Certain European countries are facing difficulties in meeting their financial obligations. Portugal received a US$ 1.17 billion IMF / EU /ECB bailout payment this week which brings the total of the rescue package to US$ 25.7 billion over the past three years. The programme should have terminated in May but has been extended.

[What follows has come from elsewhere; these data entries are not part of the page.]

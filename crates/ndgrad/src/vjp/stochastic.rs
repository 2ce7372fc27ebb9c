//! Gradient of dropout.

use log::debug;

use crate::error::VjpError;
use crate::operations as ops;
use crate::scalar::{Element, Scalar};
use crate::tensor::Tensor;
use crate::vjp::attrs::{DropoutAttrs, DropoutMode};
use crate::vjp::slot::GradSlot;

/// Gradient of dropout given the forward keep `mask` (nonzero = kept).
///
/// | mode                 | training                     | inference            |
/// |----------------------|------------------------------|----------------------|
/// | `UpscaleInTrain`     | `grad * mask / (1 - p)`      | `grad`               |
/// | `DowngradeInInfer`   | `grad * mask`                | `grad * (1 - p)`     |
///
/// With `p == 1` in upscale training every unit was dropped and the
/// gradient is zero.
pub fn dropout_vjp<T: Scalar, M: Element>(
    mask: &Tensor<M>,
    grad_output: &Tensor<T>,
    attrs: &DropoutAttrs,
    grad_x: &mut GradSlot<T>,
) -> Result<(), VjpError> {
    if !grad_x.is_requested() {
        return Ok(());
    }
    let p = attrs.p;
    if !(0.0..=1.0).contains(&p) {
        return Err(VjpError::unsupported(
            "dropout_vjp",
            format!("drop probability {p} outside [0, 1]"),
        ));
    }
    let masked = || -> Result<Tensor<T>, VjpError> { Ok(ops::mul(grad_output, &ops::cast(mask))?) };
    let grad = match (attrs.mode, attrs.is_test) {
        (DropoutMode::UpscaleInTrain, true) => grad_output.clone(),
        (DropoutMode::DowngradeInInfer, true) => ops::scale(grad_output, 1.0 - p, 0.0),
        (DropoutMode::UpscaleInTrain, false) if p == 1.0 => {
            debug!("dropout_vjp: p = 1, every unit dropped");
            ops::scale(grad_output, 0.0, 0.0)
        }
        (DropoutMode::UpscaleInTrain, false) => ops::scale(&masked()?, 1.0 / (1.0 - p), 0.0),
        (DropoutMode::DowngradeInInfer, false) => masked()?,
    };
    grad_x.write(grad);
    Ok(())
}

Meanwhile Italy has requested a further year to reach budget targets set as a condition for earlier funds. The country continues to struggle as its 2014 fiscal deficit is expected to reach 2.6% of GDP and its public debt is a massive US$ 2.9 trillion or the equivalent of 134.9% of GDP. The past three prime ministers, Berlusconi, Monti and Renzi promised balanced budgets by 2013, 2015 and 2016 respectively; 2020 is a more realistic assumption.

Greece’s unemployment rate continues at around the 28% level whilst its debt stands at 175% of GDP. There cannot be any sort of recovery there until steady economic growth returns to the country.

There is no doubt that things will have to get better not only for these three countries but most others in the eurozone. For too long now, they have been Livin’ On The Edge.